The other issue with normal ranges is that your hormones change a lot, so checking your hormone levels just once only gives you one piece to a much larger puzzle. If you are peri-menopausal, ovulating or menopausal will all play a part in where the lab values fall as well, without considering where your cycle may be (if at all). The lab results don’t mean much, if anything at all. Have you had a hysterectomy? Do you still have any periods? When was the last time? Have you had an ablation? Do you have an IUD? These are all factors that need to be considered alongside your actual lab values. If your PCP doesn’t specialize in hormones, he may not consider these factors. 

 

Another huge factor in evaluating lab results are the symptoms. Your body is responding to changes, and that can look like many different things. You may have extreme changes in body temperature with little to no warning.
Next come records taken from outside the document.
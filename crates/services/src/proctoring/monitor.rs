use std::sync::atomic::{AtomicBool, Ordering};
use std::sync::{Arc, Mutex, Weak};
use std::time::Duration;

use exam_core::model::SecurityLevel;
use exam_core::security::{IncidentKind, SecurityState, SecurityTransition};
use tokio::sync::watch;
use tracing::{Instrument, debug, info, warn};

use super::capabilities::ProctorSources;
use super::subscription::Subscription;
use super::{camera, visibility};
use crate::config::SessionConfig;

/// Called once, with the incident that crossed the threshold.
pub type ViolationHandler = Box<dyn FnOnce(IncidentKind) + Send>;

pub(crate) struct MonitorShared {
    state: watch::Sender<SecurityState>,
    stopped: AtomicBool,
    on_violation: Mutex<Option<ViolationHandler>>,
    warning_display: Duration,
    hide_timers: Mutex<Vec<Subscription>>,
}

impl MonitorShared {
    fn new(config: &SessionConfig, on_violation: ViolationHandler) -> Self {
        let (state, _) = watch::channel(SecurityState::new(config.violation_threshold));
        Self {
            state,
            stopped: AtomicBool::new(false),
            on_violation: Mutex::new(Some(on_violation)),
            warning_display: config.warning_display,
            hide_timers: Mutex::new(Vec::new()),
        }
    }

    pub(crate) fn is_stopped(&self) -> bool {
        self.stopped.load(Ordering::Acquire)
    }

    pub(crate) fn record_incident(self: &Arc<Self>, kind: IncidentKind) {
        if self.is_stopped() {
            debug!(?kind, "incident after monitor stop ignored");
            return;
        }

        let mut transition = None;
        self.state.send_if_modified(|state| {
            transition = state.record_incident(kind);
            transition.is_some()
        });

        match transition {
            Some(SecurityTransition::Warning { count, message_seq }) => {
                warn!(?kind, count, "security warning");
                self.schedule_hide(message_seq);
            }
            Some(SecurityTransition::Violation { count }) => {
                warn!(?kind, count, "security violation, forcing submission");
                let handler = self
                    .on_violation
                    .lock()
                    .ok()
                    .and_then(|mut slot| slot.take());
                if let Some(handler) = handler {
                    handler(kind);
                }
            }
            None => debug!(?kind, "incident ignored in violation state"),
        }
    }

    pub(crate) fn set_tab_visible(self: &Arc<Self>, visible: bool) {
        if self.is_stopped() {
            return;
        }
        let mut incident = None;
        self.state.send_if_modified(|state| {
            let before = state.tab_focused();
            incident = state.set_tab_visible(visible);
            before != state.tab_focused()
        });
        if let Some(kind) = incident {
            self.record_incident(kind);
        }
    }

    pub(crate) fn post_advisory(&self, text: &str) {
        if self.is_stopped() {
            return;
        }
        self.state.send_modify(|state| {
            state.post_advisory(text);
        });
    }

    fn schedule_hide(self: &Arc<Self>, seq: u64) {
        let weak = Arc::downgrade(self);
        let delay = self.warning_display;
        let task = tokio::spawn(async move {
            tokio::time::sleep(delay).await;
            if let Some(shared) = weak.upgrade() {
                shared
                    .state
                    .send_if_modified(|state| state.hide_message(seq));
            }
        });
        if let Ok(mut timers) = self.hide_timers.lock() {
            timers.retain(|timer| !timer.is_finished());
            timers.push(Subscription::new("message-hide", task));
        }
    }
}

/// Composes the tab-focus and camera sources into one warning/violation state.
///
/// Every source runs as its own task, tracked as a subscription; `shutdown`
/// releases all of them, and dropping the monitor aborts them.
pub struct SecurityMonitor {
    shared: Arc<MonitorShared>,
    subscriptions: Vec<Subscription>,
}

impl SecurityMonitor {
    /// Start monitoring. Must be called inside a tokio runtime.
    ///
    /// The camera source only runs for levels above `Low`; if it is missing or
    /// fails to start, an advisory is published and monitoring continues
    /// without it.
    #[must_use]
    pub fn start(
        level: SecurityLevel,
        sources: ProctorSources,
        config: &SessionConfig,
        on_violation: ViolationHandler,
    ) -> Self {
        let shared = Arc::new(MonitorShared::new(config, on_violation));

        let mut subscriptions = Vec::with_capacity(2);
        let weak: Weak<MonitorShared> = Arc::downgrade(&shared);

        match sources.visibility {
            Some(receiver) => subscriptions.push(Subscription::new(
                "tab-focus",
                tokio::spawn(visibility::run(weak.clone(), receiver).in_current_span()),
            )),
            None => debug!("no visibility signal, tab-focus monitoring disabled"),
        }

        if level.requires_camera() {
            match (sources.camera, sources.face_detector) {
                (Some(camera), Some(detector)) => subscriptions.push(Subscription::new(
                    "camera",
                    tokio::spawn(
                        camera::run(weak, camera, detector, config.face_poll_interval)
                            .in_current_span(),
                    ),
                )),
                _ => {
                    info!("camera capability missing, face monitoring disabled");
                    shared.post_advisory(exam_core::security::CAMERA_ADVISORY);
                }
            }
        }

        Self {
            shared,
            subscriptions,
        }
    }

    /// Current state snapshot.
    #[must_use]
    pub fn state(&self) -> SecurityState {
        self.shared.state.borrow().clone()
    }

    /// Receive every state change.
    #[must_use]
    pub fn subscribe(&self) -> watch::Receiver<SecurityState> {
        self.shared.state.subscribe()
    }

    /// Feed an incident detected by some other host signal.
    pub fn report_incident(&self, kind: IncidentKind) {
        self.shared.record_incident(kind);
    }

    pub fn dismiss_message(&self) {
        self.shared.state.send_modify(SecurityState::dismiss_message);
    }

    #[must_use]
    pub fn is_stopped(&self) -> bool {
        self.shared.is_stopped()
    }

    /// Stop reacting to sources and abort their tasks. Idempotent.
    pub fn stop(&self) {
        self.shared.stopped.store(true, Ordering::Release);
        for subscription in &self.subscriptions {
            subscription.abort();
        }
        if let Ok(timers) = self.shared.hide_timers.lock() {
            for timer in timers.iter() {
                timer.abort();
            }
        }
    }

    /// Stop and wait until every source task, and the camera stream it owns,
    /// has been released.
    pub async fn shutdown(&mut self) {
        self.stop();
        for subscription in self.subscriptions.drain(..) {
            debug!(source = subscription.name(), "releasing monitor source");
            subscription.release().await;
        }
        let timers: Vec<Subscription> = self
            .shared
            .hide_timers
            .lock()
            .map(|mut timers| timers.drain(..).collect())
            .unwrap_or_default();
        for timer in timers {
            timer.release().await;
        }
    }
}

impl Drop for SecurityMonitor {
    fn drop(&mut self) {
        self.stop();
    }
}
You may notice that you are easily agitated, and things that bother you now aren’t things that used to bother you. Your sex drive could be down or gone and follow that with vaginal dryness, just to name a few. 

 

The takeaway from all of this is not to encourage you to disregard your PCP. Just consider that if you had a heart condition, you would want to be seen by a heart doctor. If you break a bone, you probably won’t call a kidney doctor. Hormone replacement is no different. Hormone replacement is a specialty, just like other practices of medicine. Find a hormone specialist that can discuss with you safe options like bio-identical hormone replacement therapy. You have one life to live, don’t settle for being told you are ‘normal’ when you know your body better than anybody else could. Meet with the experts, and what you find may surprise you.